Much has changed for the better since the Journal published an investigative series in November and December of 2017 titled “Who Guards the Guardians.”
Those stories by reporter Diane Dimond detailed complaints about a secretive system. Critics, most often family members of incapacitated people, complained about having little recourse to abuses that ranged from overspending and mishandling of assets to virtual carte blanche authority by court-appointed guardians and conservators to ignore and override the wishes of families when it came to concerns for their loved ones.
Despite heated denials by many within the system that anything was wrong, Journal Investigative Reporter Colleen Heild continued to probe complaints of abuse and misconduct. Meanwhile, the state Supreme Court took notice and along with other reforms established a process that has led to more transparency and created an avenue in which family members and others can petition the courts to address their grievances.
Justices Charles Daniels, who passed away in 2019 after retiring from the court, and Judith Nakamura were instrumental in advancing reforms. So were retired District Judge Wendy York of Albuqueque, who headed a Supreme Court-appointed commission to study the issue, and District Judge Shannon Bacon of Albuquerque, who is now a Supreme Court justice.
So it was fitting that Bacon announced last week that the New Mexico State Auditor’s Office will now have a permanent watchdog function over the nearly 6,000 cases in which state district courts have appointed guardians and conservators to manage the affairs of those deemed incapacitated.
The announcement followed a one-year pilot project undertaken by State Auditor Brian Colón, whose auditors found 194 “risk factors” in annual reports filed among more than 300 conservator cases sampled. The factors included lack of supporting documentation, conflicting information, and the fact that assets of the protected person being were understated or unaccounted for. Auditors also found instances of checks written directly to conservators. Or conservators charging large fees for services or reimbursements of expenses. The auditors sent more than 40 letters to judges in the cases laying out the concerns.
This kind of outside oversight is unprecedented.
With a green light from the judiciary, Colón’s office will now have oversight and involvement in what had traditionally been a closed system that sometimes excluded even family members of the incapacitated person. Colón appeared with Bacon on a Zoom video conference to make the announcement.
“We have an opportunity to step up oversight …” Colón said. “We’ve got to fill in the cracks (in the system) so we know those most vulnerable don’t fall through.”
Bacon said the courts and Legislature have already added more transparency to the system and enhanced reporting requirements. Now, she said, the courts plan to implement measures “to give auditors open access to guardianship and conservatorship cases.” Bacon said the auditors have been granted special access to online reports that typically aren’t public.
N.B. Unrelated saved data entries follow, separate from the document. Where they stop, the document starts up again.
// stubgen_cli/pipeline/locator - Find the project root
use std::path::{Path, PathBuf};

pub const MANIFEST_FILE: &str = "stubgen.toml";

#[derive(Debug, Clone)]
pub struct ProjectRoot {
    root_dir: PathBuf,
    manifest_path: Option<PathBuf>,
}

impl ProjectRoot {
    pub fn root_dir(&self) -> &Path {
        &self.root_dir
    }

    pub fn manifest_path(&self) -> Option<&Path> {
        self.manifest_path.as_deref()
    }
}

pub struct ProjectLocator;

impl ProjectLocator {
    /// Walk up from `start` looking for a `stubgen.toml`. Without one the
    /// start directory itself becomes the root and defaults apply.
    pub fn locate(start: &Path) -> ProjectRoot {
        let mut current = Some(start);
        while let Some(dir) = current {
            let candidate = dir.join(MANIFEST_FILE);
            if candidate.is_file() {
                return ProjectRoot {
                    root_dir: dir.to_path_buf(),
                    manifest_path: Some(candidate),
                };
            }
            current = dir.parent();
        }

        ProjectRoot {
            root_dir: start.to_path_buf(),
            manifest_path: None,
        }
    }
}
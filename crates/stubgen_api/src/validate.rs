// stubgen_api/validate - Structural integrity checks over a merged surface
use crate::decl::{ApiSurface, TypeDecl, TypeKind};
use crate::member::{Member, Parameter};
use crate::types::Span;
use std::collections::HashSet;
use std::fmt;

/// A structural problem found in a surface. Any issue blocks generation:
/// a surface that fails validation must not reach the renderer, since a
/// silently-wrong public signature corrupts every downstream compile.
#[derive(Debug, Clone, PartialEq, Eq)]
pub struct ValidationIssue {
    pub code: &'static str,
    pub package: String,
    pub type_name: String,
    pub message: String,
    pub span: Option<Span>,
}

impl fmt::Display for ValidationIssue {
    fn fmt(&self, f: &mut fmt::Formatter<'_>) -> fmt::Result {
        let location = if self.type_name.is_empty() {
            self.package.clone()
        } else {
            format!("{}.{}", self.package, self.type_name)
        };
        match &self.span {
            Some(span) => write!(f, "{} [{}] {}: {}", self.code, location, span, self.message),
            None => write!(f, "{} [{}]: {}", self.code, location, self.message),
        }
    }
}

pub const DUPLICATE_TYPE: &str = "SG1001";
pub const DUPLICATE_MEMBER: &str = "SG1002";
pub const CONSTANT_TYPE_MISMATCH: &str = "SG1003";
pub const CONSTRUCTOR_NOT_ALLOWED: &str = "SG1004";
pub const VARARGS_NOT_LAST: &str = "SG1005";
pub const ANNOTATION_ELEMENT_SHAPE: &str = "SG1006";
pub const ENUM_CONSTANT_OUTSIDE_ENUM: &str = "SG1007";

/// Run every structural check over the surface. Returns all issues found
/// rather than stopping at the first, so a `check` run reports the full
/// picture in one pass.
pub fn validate(surface: &ApiSurface) -> Vec<ValidationIssue> {
    let mut issues = Vec::new();
    let mut seen_types: HashSet<String> = HashSet::new();

    for package in &surface.packages {
        for decl in &package.types {
            let qualified = format!("{}.{}", package.name, decl.name);
            if !seen_types.insert(qualified.clone()) {
                issues.push(issue(
                    DUPLICATE_TYPE,
                    &package.name,
                    decl,
                    format!("duplicate type declaration for {}", qualified),
                    Some(&decl.span),
                ));
            }

            let mut seen_members: HashSet<String> = HashSet::new();
            for member in &decl.members {
                check_member(&package.name, decl, member, &mut issues);
                if !seen_members.insert(member.signature_key()) {
                    issues.push(issue(
                        DUPLICATE_MEMBER,
                        &package.name,
                        decl,
                        format!("duplicate member signature `{}`", member.signature_key()),
                        Some(member.span()),
                    ));
                }
            }
        }
    }

    issues
}

fn issue(
    code: &'static str,
    package: &str,
    decl: &TypeDecl,
    message: String,
    span: Option<&Span>,
) -> ValidationIssue {
    ValidationIssue {
        code,
        package: package.to_string(),
        type_name: decl.name.clone(),
        message,
        span: span.cloned(),
    }
}

fn check_member(
    package: &str,
    decl: &TypeDecl,
    member: &Member,
    issues: &mut Vec<ValidationIssue>,
) {
    match member {
        Member::Field {
            type_ref,
            constant: Some(constant),
            name,
            span,
            ..
        } => {
            if !constant.fits(type_ref) {
                issues.push(issue(
                    CONSTANT_TYPE_MISMATCH,
                    package,
                    decl,
                    format!(
                        "constant value of field `{}` does not fit declared type `{}`",
                        name,
                        type_ref.canonical()
                    ),
                    Some(span),
                ));
            }
        }
        Member::Field { .. } => {}
        Member::Constructor {
            parameters, span, ..
        } => {
            match decl.kind {
                TypeKind::Interface | TypeKind::Annotation => issues.push(issue(
                    CONSTRUCTOR_NOT_ALLOWED,
                    package,
                    decl,
                    format!("{} types cannot declare constructors", decl.kind.keyword()),
                    Some(span),
                )),
                // An enum constructor would be uncallable in a stub; the
                // surface must not carry them.
                TypeKind::Enum => issues.push(issue(
                    CONSTRUCTOR_NOT_ALLOWED,
                    package,
                    decl,
                    "enum constructors are not renderable in a stub surface".to_string(),
                    Some(span),
                )),
                TypeKind::Class => {}
            }
            check_varargs(package, decl, parameters, span, issues);
        }
        Member::Method {
            name,
            parameters,
            throws,
            span,
            ..
        } => {
            if decl.kind == TypeKind::Annotation && (!parameters.is_empty() || !throws.is_empty()) {
                issues.push(issue(
                    ANNOTATION_ELEMENT_SHAPE,
                    package,
                    decl,
                    format!(
                        "annotation element `{}` must not declare parameters or throws",
                        name
                    ),
                    Some(span),
                ));
            }
            check_varargs(package, decl, parameters, span, issues);
        }
        Member::EnumConstant { name, span, .. } => {
            if decl.kind != TypeKind::Enum {
                issues.push(issue(
                    ENUM_CONSTANT_OUTSIDE_ENUM,
                    package,
                    decl,
                    format!(
                        "enum constant `{}` declared on non-enum type `{}`",
                        name, decl.name
                    ),
                    Some(span),
                ));
            }
        }
    }
}

fn check_varargs(
    package: &str,
    decl: &TypeDecl,
    parameters: &[Parameter],
    span: &Span,
    issues: &mut Vec<ValidationIssue>,
) {
    for (index, parameter) in parameters.iter().enumerate() {
        if parameter.is_varargs && index + 1 != parameters.len() {
            issues.push(issue(
                VARARGS_NOT_LAST,
                package,
                decl,
                format!(
                    "varargs parameter `{}` must be the last parameter",
                    parameter.name
                ),
                Some(span),
            ));
        }
    }
}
On the issue of reporting, though, Colón’s auditors recommended guardians and conservators provide supporting documentation instead of simply listing the amounts of assets and expenditures on standardized forms filed with the district courts.
The Supreme Court can make that happen by adopting a rule requiring it.
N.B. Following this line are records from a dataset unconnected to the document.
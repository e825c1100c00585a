// stubgen_parser/parser - Recursive descent over the signature token stream
use crate::lexer::{LexError, Lexer, Token, TokenType};
use stubgen_api::{
    ApiSurface, ConstantValue, DocComment, Member, Modifiers, Nullability, PackageDecl, Parameter,
    PrimitiveType, Span, TypeDecl, TypeKind, TypeParam, TypeRef, Visibility, WildcardBound,
};
use thiserror::Error;

#[derive(Error, Debug, Clone, PartialEq)]
pub enum ParseError {
    #[error(transparent)]
    Lex(#[from] LexError),
    #[error("Expected {expected} but found '{found}' at line {line}, column {column}")]
    UnexpectedToken {
        expected: String,
        found: String,
        line: usize,
        column: usize,
    },
    #[error("Unexpected end of input while parsing {context}")]
    UnexpectedEof { context: String },
    #[error("Invalid constant literal '{literal}' at line {line}, column {column}: {message}")]
    InvalidConstant {
        literal: String,
        message: String,
        line: usize,
        column: usize,
    },
}

/// Parse one signature file into a surface. The first error aborts the
/// whole file; callers must not use any part of a failed parse.
pub fn parse_surface(input: &str) -> Result<ApiSurface, ParseError> {
    let tokens = Lexer::new(input).tokenize()?;
    Parser::new(tokens).parse()
}

pub struct Parser {
    tokens: Vec<Token>,
    position: usize,
}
The auditor’s report also recommended “increased focus on review of financial affairs of protected persons with substantial assets.” That makes sense.
The state auditor also said the recent criminal sentences of two of four defendants in the now-defunct Ayudando Guardians Inc. underscored the need for more oversight in New Mexico. The company’s top officials stole millions of dollars from clients to finance a lavish lifestyle in a nearly decade-long scheme.
In contrast with a closed system that appeared to stonewall complaints, Bacon and Colón urged people with concerns to fill out a grievance form found on the state Supreme Court website. The forms are to be submitted to the district court where the case is filed. Colón said a copy also can be sent to his office.
In another major step forward, Bacon said the judiciary wants Colón’s office to be able to do random audits and go to banking institutions to review records, if needed. The details are still to be worked out with the courts.
“This ongoing process and partnership,” Bacon said, “is how we increase the sunshine and avoid the abuses of the past.”
The judiciary, lawmakers and the auditor all deserve credit for the work they’ve done. Now is the time to push ahead on the rest of the reform items to prevent the exploitation of incapacitated New Mexicans and give a voice to their loved ones.